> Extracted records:
● ● ● ● ● ● ●

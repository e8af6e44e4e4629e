//! Static JSON snapshot of the latest envelope.

use std::path::Path;

use anyhow::{Context, Result};
use tracing::info;

use crate::pipeline::envelope::ResponseEnvelope;

/// Write `envelope` as pretty-printed JSON, creating parent directories.
pub async fn write(path: &Path, envelope: &ResponseEnvelope) -> Result<()> {
    if let Some(parent) = path.parent().filter(|p| !p.as_os_str().is_empty()) {
        tokio::fs::create_dir_all(parent)
            .await
            .with_context(|| format!("Failed to create {}", parent.display()))?;
    }

    let json = serde_json::to_string_pretty(envelope).context("Failed to serialize envelope")?;
    tokio::fs::write(path, json)
        .await
        .with_context(|| format!("Failed to write snapshot to {}", path.display()))?;

    info!(
        path = %path.display(),
        total_ratings = envelope.total_ratings(),
        error = envelope.is_error(),
        "Snapshot written"
    );
    Ok(())
}

/// Read a snapshot back as raw JSON.
pub async fn read(path: &Path) -> Result<serde_json::Value> {
    let contents = tokio::fs::read_to_string(path)
        .await
        .with_context(|| format!("Failed to read snapshot {}", path.display()))?;
    serde_json::from_str(&contents).with_context(|| format!("Invalid snapshot JSON in {}", path.display()))
}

● ● ● ● ● ● ●

> Problem to work on: Would you retype the lines above from the one with "to write snapshot" down to the one with "as raw JSON.", word for word, both ends included and no other lines?

> Answer space:
        .with_context(|| format!("Failed to write snapshot to {}", path.display()))?;

    info!(
        path = %path.display(),
        total_ratings = envelope.total_ratings(),
        error = envelope.is_error(),
        "Snapshot written"
    );
    Ok(())
}

/// Read a snapshot back as raw JSON.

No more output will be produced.